Por estos días, se transmite en la plataforma de Amazon Prime Video una película titulada en inglés “The Report”. En esta, se cuenta la historia (real) de la elaboración de un reporte legislativo sobre el uso de métodos de tortura por parte de la CIA, en el contexto de la guerra contra el terrorismo que siguió a los atentados del 11 de septiembre de 2001.

La confección del informe de marras tomó más de cinco años y requirió la revisión de 6.3 millones de documentos confidenciales. La resistencia de la CIA estuvo a punto de hundir el esfuerzo, pero tras múltiples vicisitudes políticas, fue posible publicar una versión abreviada y testada del documento. Más importante, a resultas del informe, el Congreso de Estados Unidos aprobó legislación prohibiendo el uso de tortura en interrogatorios realizados por las fuerzas armadas y las agencias de inteligencia.

¿Sería posible algo así en México? ¿Podría el Congreso mexicano elaborar un amplio y detallado reporte sobre, por ejemplo, las intervenciones ilegales de comunicaciones, realizadas por diversas dependencias federales (y tal vez estatales) mediante el software Pegasus?

Ni de carcajada.

En Estados Unidos, ambas cámaras del Congreso tienen comisiones especializadas en temas de inteligencia. Estas tienen facultades amplias para acceder a documentación reservada (sujetas a reglas estrictas de confidencialidad), citar a comparecer a funcionarios de las distintas agencias de inteligencia, recibir informes clasificados sobre temas de seguridad nacional y monitorear a detalle el ejercicio del presupuesto. Otras democracias tienen mecanismos similares.

En México, en cambio, sólo existe una instancia legislativa, la llamada Comisión Bicamaral de Seguridad Nacional, formada a partes iguales por integrantes del Senado y la Cámara de Diputados. Sus poderes son limitados, por decirlo generosamente.
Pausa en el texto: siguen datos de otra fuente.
//! Capability interfaces (§5, §6). The kernel depends only on these
//! traits; adapters for each concrete provider or persistence backend live
//! in their own crates and are injected as `Arc<dyn Trait>`.

pub mod embedding_provider;
pub mod language_reasoner;
pub mod store;

pub use embedding_provider::EmbeddingProvider;
pub use language_reasoner::{
    CandidateMemory, EpisodeStructure, ExtractedEntity, ExtractedRelationship,
    ImplicitFeedbackItem, LanguageReasoner, ProcedureCandidate, SchemaPattern,
};
pub use store::{
    AgentStore, ContradictionStore, EntityStore, EpisodeStore, FeedbackStore, GraphStore,
    MemoryStore, MutationLogStore, ProcedureStore, SchemaStore, SimilarityHit, TenantStore,
    WorkingMemoryStore,
};
//! §4.8 decay pass result record.

/// Counts from one decay pass for one agent.
#[derive(Debug, Clone, Default, serde::Serialize)]
pub struct DecayResult {
    pub memories_decayed: u64,
    pub memories_archived_terminal: u64,
    pub episodes_decayed: u64,
    pub episodes_archived: u64,
    pub edges_decayed: u64,
    pub edges_pruned: u64,
}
En los términos de la Ley de Seguridad Nacional (LSN), vigente desde 2005, la comisión de marras puede solicitar informes concretos al Centro Nacional de Inteligencia (antes conocido como CISEN), pero solo “cuando se discuta una ley o se estudie un asunto concerniente a su ramo o actividades”. Por lo demás, se dedica a recibir informes periódicos, conocer y tal vez dar alguna opinión sobre la llamada Agenda Nacional de Riesgos, y producir algunas recomendaciones.

Tiene, además, una prohibición legal explícita. En el artículo 59 de la LSN, se señala que “los informes y documentos distintos a los que se entreguen periódicamente, sólo podrán revelar datos en casos específicos, cuando los mismos se encuentren concluidos. En todo caso, omitirán cualquier información cuya revelación indebida afecte la seguridad nacional, el desempeño de las funciones del Centro o la privacidad de los particulares. Para tal efecto, ningún informe o documento deberá revelar información reservada.” ¿Quién determina si un caso está concluido o si una revelación puede afectar la seguridad nacional? No la Comisión Bicamaral, se los puedo asegurar. Y esas son solo las restricciones legales. Las materiales pesan aún más. La comisión tiene apenas un manojo de asesores, la mayoría no especializados en el tema, y un presupuesto ínfimo. Contrasten eso con dos hechos: la elaboración del reporte que describí en el primer párrafo tuvo un costo de 40 millones de dólares y el esfuerzo fue encabezado por una persona que pasó varios años en el área de contraterrorismo del FBI.

En resumen, no hay fiscalización legislativa sobre el aparato de inteligencia. Y eso es un problema por donde se le mire. El potencial de abuso en instituciones que operan en condiciones de secrecía es enorme. Por eso, requieren controles internos robustos y supervisión externa permanente.

Eso solo lo vemos en México en la televisión, en historias que no suceden aquí.